Forward-looking statements

This press release contains forward-looking statements. Readers are cautioned that such forward-looking statements involve risks and uncertainties that could cause actual events or our actual results to differ materially from those expressed in any such forward-looking statements. Readers are directed to Comcast’s periodic and other reports filed with the Securities and Exchange Commission (SEC) for a description of such risks and uncertainties. We undertake no obligation to update any forward-looking statements.

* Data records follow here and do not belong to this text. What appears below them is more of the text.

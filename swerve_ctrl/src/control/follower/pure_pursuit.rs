//! Pure pursuit follower control

// ---------------------------------------------------------------------------
// IMPORTS
// ---------------------------------------------------------------------------

// Internal
use super::{FollowerControl, TrajectoryFollower};
use crate::control::{HolonomicDriveSignal, HolonomicFeedforward, PidConstants, PidController};
use crate::maths::{RigidTransform2, Rotation2, Vector2};
use crate::path::{ArcSegment, LineSegment, PathSegment};
use crate::traj::{Trajectory, TrajectorySegment};
use util::maths::{epsilon_equals_eps, EPSILON};

// ---------------------------------------------------------------------------
// CONSTANTS
// ---------------------------------------------------------------------------

/// The default time step used when searching along the trajectory.
pub const DEFAULT_SEARCH_DT: f64 = 5.0e-3;

// ---------------------------------------------------------------------------
// DATA STRUCTURES
// ---------------------------------------------------------------------------

/// Steers towards a lookahead point ahead of the robot on the trajectory.
///
/// A "closest segment" cursor is kept across ticks and only ever advances
/// forward in time: the search walks forward from the last known closest
/// point in `search_dt` steps and stops as soon as the distance to the pose
/// starts increasing. This keeps each tick O(search steps) rather than
/// O(trajectory length), at the cost of assuming the distance to the pose is
/// unimodal over the forward search window. The lookahead walk continues
/// from the closest point until it is a caller-supplied distance away,
/// allowing speed-adaptive lookahead.
pub struct HolonomicPurePursuitControl {
    /// Lookahead distance as a function of the current velocity.
    lookahead_fn: Box<dyn Fn(Vector2) -> f64 + Send>,

    feedforward: HolonomicFeedforward,
    rotation_controller: PidController,

    search_dt: f64,

    closest_segment: Option<TrajectorySegment>,
    last_pursuit_segment: Option<PathSegment>,

    finished: bool,
}

/// A trajectory follower steering by pure pursuit.
pub type HolonomicPurePursuitFollower = TrajectoryFollower<HolonomicPurePursuitControl>;

// ---------------------------------------------------------------------------
// IMPLEMENTATIONS
// ---------------------------------------------------------------------------

impl HolonomicPurePursuitControl {
    /// Create a control with a fixed lookahead distance.
    pub fn new(
        lookahead_distance: f64,
        feedforward: HolonomicFeedforward,
        rotation_constants: PidConstants,
    ) -> Self {
        Self::with_lookahead_fn(
            move |_| lookahead_distance,
            feedforward,
            rotation_constants,
        )
    }

    /// Create a control with a speed-adaptive lookahead distance.
    pub fn with_lookahead_fn<F>(
        lookahead_fn: F,
        feedforward: HolonomicFeedforward,
        rotation_constants: PidConstants,
    ) -> Self
    where
        F: Fn(Vector2) -> f64 + Send + 'static,
    {
        let mut rotation_controller = PidController::new(rotation_constants);
        rotation_controller.set_continuous(true);
        rotation_controller.set_input_range(0.0, 2.0 * std::f64::consts::PI);

        Self {
            lookahead_fn: Box::new(lookahead_fn),
            feedforward,
            rotation_controller,
            search_dt: DEFAULT_SEARCH_DT,
            closest_segment: None,
            last_pursuit_segment: None,
            finished: false,
        }
    }

    pub fn search_dt(&self) -> f64 {
        self.search_dt
    }

    pub fn set_search_dt(&mut self, search_dt: f64) {
        self.search_dt = search_dt;
    }

    /// The closest segment found on the last update, for telemetry.
    pub fn closest_segment(&self) -> Option<&TrajectorySegment> {
        self.closest_segment.as_ref()
    }

    /// The pursuit arc fitted on the last update, for telemetry.
    pub fn last_pursuit_segment(&self) -> Option<&PathSegment> {
        self.last_pursuit_segment.as_ref()
    }
}

impl FollowerControl for HolonomicPurePursuitControl {
    fn calculate_drive_signal(
        &mut self,
        pose: &RigidTransform2,
        velocity: Vector2,
        _rotational_velocity: f64,
        trajectory: &Trajectory,
        _time: f64,
        dt: f64,
    ) -> HolonomicDriveSignal {
        let closest = find_closest_segment(
            trajectory,
            pose,
            self.search_dt,
            self.closest_segment.take(),
        );

        let lookahead_distance = (self.lookahead_fn)(velocity);
        let lookahead =
            find_lookahead_segment(trajectory, pose, lookahead_distance, self.search_dt, &closest);

        // Finished once the lookahead search reaches the end of the
        // trajectory
        if epsilon_equals_eps(lookahead.time, trajectory.duration(), self.search_dt) {
            self.finished = true;
        }

        // Fit the pursuit arc from the current motion to the lookahead point
        self.last_pursuit_segment = Some(pursuit_segment(
            pose.translation,
            velocity.angle(),
            lookahead.translation,
        ));

        // Drive along the chord towards the lookahead point at the closest
        // segment's profiled speed
        let pursuit_delta = lookahead.translation - pose.translation;
        let translational = if pursuit_delta.length() > EPSILON {
            let velocity_vector = pursuit_delta.scale(closest.velocity / pursuit_delta.length());
            let acceleration_vector =
                pursuit_delta.scale(closest.acceleration / pursuit_delta.length());

            self.feedforward
                .calculate_feedforward(velocity_vector, acceleration_vector)
        } else {
            // Sitting exactly on the lookahead point, nothing to pursue
            Vector2::ZERO
        };

        // Rotation tracks the closest segment's scheduled facing
        // independently of the pursuit
        self.rotation_controller
            .set_setpoint(closest.rotation.to_radians());
        let rotation = self
            .rotation_controller
            .calculate(pose.rotation.to_radians(), dt);

        self.closest_segment = Some(closest);

        HolonomicDriveSignal::new(translational, rotation, true)
    }

    fn is_finished(&self) -> bool {
        self.finished
    }

    fn reset(&mut self) {
        self.rotation_controller.reset();

        self.closest_segment = None;
        self.last_pursuit_segment = None;
        self.finished = false;
    }
}

// ---------------------------------------------------------------------------
// FUNCTIONS
// ---------------------------------------------------------------------------

/// Walk forward along the trajectory from the last known closest segment
/// until the distance to the pose starts increasing.
///
/// The cursor never searches backward in time.
fn find_closest_segment(
    trajectory: &Trajectory,
    pose: &RigidTransform2,
    search_dt: f64,
    start_segment: Option<TrajectorySegment>,
) -> TrajectorySegment {
    let mut closest = match start_segment {
        Some(segment) => segment,
        None => trajectory.calculate_segment(0.0),
    };
    let mut closest_distance = (pose.translation - closest.translation).length();

    let mut at_end = false;
    while !at_end {
        let search_time = closest.time + search_dt;

        // Use the last segment if the search time exceeds the duration
        let segment = if search_time >= trajectory.duration() {
            at_end = true;
            trajectory.calculate_segment(trajectory.duration())
        } else {
            trajectory.calculate_segment(search_time)
        };

        // Once the distance starts increasing the previous segment was the
        // closest
        let distance = (pose.translation - segment.translation).length();
        if distance > closest_distance {
            break;
        }

        closest = segment;
        closest_distance = distance;
    }

    closest
}

/// Walk forward from the closest segment until the segment is at least the
/// lookahead distance away from the pose.
fn find_lookahead_segment(
    trajectory: &Trajectory,
    pose: &RigidTransform2,
    lookahead_distance: f64,
    search_dt: f64,
    start_segment: &TrajectorySegment,
) -> TrajectorySegment {
    let mut lookahead = *start_segment;
    let mut actual_distance = (pose.translation - lookahead.translation).length();

    let mut at_end = false;
    while actual_distance < lookahead_distance && !at_end {
        let search_time = lookahead.time + search_dt;

        if search_time >= trajectory.duration() {
            at_end = true;
            lookahead = trajectory.calculate_segment(trajectory.duration());
        } else {
            lookahead = trajectory.calculate_segment(search_time);
        }

        actual_distance = (pose.translation - lookahead.translation).length();
    }

    lookahead
}

/// Fit a segment from a point moving in a known direction to a target point.
///
/// The circle tangent to the direction of travel at `point_a` and passing
/// through `point_b` has its centre at the intersection of the perpendicular
/// to the travel direction at `point_a` with the perpendicular bisector of
/// the chord. When the travel direction points exactly at `point_b` the arc
/// degenerates to a straight line; when it points exactly away no connecting
/// arc exists, so a line out of `point_a` is produced in the hope that the
/// heading changes on a later tick.
fn pursuit_segment(point_a: Vector2, heading_a: Rotation2, point_b: Vector2) -> PathSegment {
    let delta = point_b - point_a;
    let midpoint = point_a.interpolate(point_b, 0.5);

    if heading_a.is_parallel(&delta.angle()) {
        if heading_a == delta.angle() {
            // Moving exactly towards the target
            return PathSegment::Line(LineSegment::new(point_a, point_b));
        } else {
            // Moving exactly away from the target
            return PathSegment::Line(LineSegment::new(point_a, point_a - delta));
        }
    }

    let center = RigidTransform2::new(point_a, heading_a.normal())
        .intersection(&RigidTransform2::new(midpoint, delta.angle().normal()));

    PathSegment::Arc(ArcSegment::new(point_a, point_b, center))
}

// ---------------------------------------------------------------------------
// TESTS
// ---------------------------------------------------------------------------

Our businesses may be affected by, among other things, the following:

  • the COVID-19 pandemic could have a material adverse effect on our businesses and results of operations;
  • our businesses operate in highly competitive and dynamic industries, and our businesses and results of operations could be adversely affected if we do not compete effectively;
  • changes in consumer behavior driven by online video distribution platforms for viewing content continue to adversely affect our businesses and challenge existing business models;
  • a decline in advertisers’ expenditures or changes in advertising markets could negatively impact our businesses;
  • our businesses depend on keeping pace with technological developments;
  • we are subject to regulation by federal, state, local and foreign authorities, which impose additional costs and restrictions on our businesses;
  • programming expenses for our video services are increasing, which could adversely affect Comcast Cable’s and Sky’s video businesses;
  • NBCUniversal’s and Sky’s success depends on consumer acceptance of their content, and their businesses may be adversely affected if their content fails to achieve sufficient consumer acceptance or the costs to create or acquire content increase;
  • the loss of programming distribution and licensing agreements, or the renewal of these agreements on less favorable terms, could adversely affect our businesses;
  • less favorable telecommunications access regulations, the loss of Sky’s transmission agreements with satellite or telecommunications providers or the renewal of these agreements on less favorable terms could adversely affect Sky’s businesses;
  • we rely on network and information systems and other technologies, as well as key properties, and a disruption, cyber attack, failure or destruction of such networks, systems, technologies or properties may disrupt our businesses;
  • our businesses depend on using and protecting certain intellectual property rights and on not infringing the intellectual property rights of others;
  • we may be unable to obtain necessary hardware, software and operational support;
  • weak economic conditions may have a negative impact on our businesses;
  • acquisitions and other strategic initiatives present many risks, and we may not realize the financial and strategic goals that we had contemplated;
  • we face risks relating to doing business internationally that could adversely affect our businesses;
  • unfavorable litigation or governmental investigation results could require us to pay significant amounts or lead to onerous operating procedures;
  • labor disputes, whether involving employees or sports organizations, may disrupt our operations and adversely affect our businesses;
  • the loss of key management personnel or popular on-air and creative talent could have an adverse effect on our businesses; and
  • our Class B common stock has substantial voting rights and separate approval rights over several potentially material transactions, and our Chairman and CEO has considerable influence over our company through his beneficial ownership of our Class B common stock

You should not place undue reliance on any forward-looking statements, which speak only as of the date made. Factors or events that could cause our actual results to differ may emerge from time to time, and it is not possible to predict all of them.

The foregoing list of factors is not exhaustive. For discussion of these and other factors that may cause actual results to differ from expectations, look under the captions “Forward Looking Statements” and “Risk Factors” in Comcast’s Annual Report on Form 10-K for the year ended December 31, 2019 and Quarterly Report on Form 10-Q for the quarter ended March 31, 2020 as filed with the SEC.